Data entries
+ + + + + + +

use chrono::{DateTime, Utc};
use serde::{Deserialize, Serialize};
use uuid::Uuid;

use crate::case::CaseResponse;
use crate::document::DocumentResponse;
use crate::judgment::JudgmentResponse;

pub const SEARCH_TYPES: &[&str] = &["all", "cases", "judgments", "documents"];
pub const MIN_QUERY_CHARS: usize = 2;
/// Per-entity cap when every entity type is searched at once.
pub const ALL_TYPES_LIMIT: i64 = 5;

/// Query parameters for the unified search.
#[derive(Debug, Clone, Default, Deserialize)]
#[cfg_attr(feature = "openapi", derive(utoipa::IntoParams))]
pub struct SearchParams {
    pub q: Option<String>,
    #[serde(rename = "type")]
    pub search_type: Option<String>,
    pub court: Option<Uuid>,
    pub date_from: Option<DateTime<Utc>>,
    pub date_to: Option<DateTime<Utc>>,
    pub limit: Option<i64>,
}

/// Query parameters for the public judgment search and full-text search.
#[derive(Debug, Clone, Default, Deserialize)]
#[cfg_attr(feature = "openapi", derive(utoipa::IntoParams))]
pub struct TextSearchParams {
    pub q: Option<String>,
    pub page: Option<i64>,
    pub limit: Option<i64>,
}

/// Trimmed query text, or `None` when shorter than the minimum.
pub fn validated_query(q: Option<&str>) -> Option<String> {
    let q = q?.trim();
    (q.chars().count() >= MIN_QUERY_CHARS).then(|| q.to_string())
}

#[derive(Debug, Clone, Default, PartialEq, Serialize, Deserialize)]
#[cfg_attr(feature = "openapi", derive(utoipa::ToSchema))]
pub struct SearchResponse {
    pub cases: Vec<CaseResponse>,
    pub judgments: Vec<JudgmentResponse>,
    pub documents: Vec<DocumentResponse>,
    pub total: usize,
}

impl SearchResponse {
    pub fn new(
        cases: Vec<CaseResponse>,
        judgments: Vec<JudgmentResponse>,
        documents: Vec<DocumentResponse>,
    ) -> Self {
        let total = cases.len() + judgments.len() + documents.len();
        Self {
            cases,
            judgments,
            documents,
            total,
        }
    }
}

+ + + + + + +

WHAT THE EXERCISE ASKS:
Return a word-for-word copy of the lines above from the one holding "use crate::judgment::JudgmentResponse;" through the one holding "pub struct SearchResponse", with both of them included and nothing besides.

EXERCISE RESPONSE:
use crate::judgment::JudgmentResponse;

pub const SEARCH_TYPES: &[&str] = &["all", "cases", "judgments", "documents"];
pub const MIN_QUERY_CHARS: usize = 2;
/// Per-entity cap when every entity type is searched at once.
pub const ALL_TYPES_LIMIT: i64 = 5;

/// Query parameters for the unified search.
#[derive(Debug, Clone, Default, Deserialize)]
#[cfg_attr(feature = "openapi", derive(utoipa::IntoParams))]
pub struct SearchParams {
    pub q: Option<String>,
    #[serde(rename = "type")]
    pub search_type: Option<String>,
    pub court: Option<Uuid>,
    pub date_from: Option<DateTime<Utc>>,
    pub date_to: Option<DateTime<Utc>>,
    pub limit: Option<i64>,
}

/// Query parameters for the public judgment search and full-text search.
#[derive(Debug, Clone, Default, Deserialize)]
#[cfg_attr(feature = "openapi", derive(utoipa::IntoParams))]
pub struct TextSearchParams {
    pub q: Option<String>,
    pub page: Option<i64>,
    pub limit: Option<i64>,
}

/// Trimmed query text, or `None` when shorter than the minimum.
pub fn validated_query(q: Option<&str>) -> Option<String> {
    let q = q?.trim();
    (q.chars().count() >= MIN_QUERY_CHARS).then(|| q.to_string())
}

#[derive(Debug, Clone, Default, PartialEq, Serialize, Deserialize)]
#[cfg_attr(feature = "openapi", derive(utoipa::ToSchema))]
pub struct SearchResponse {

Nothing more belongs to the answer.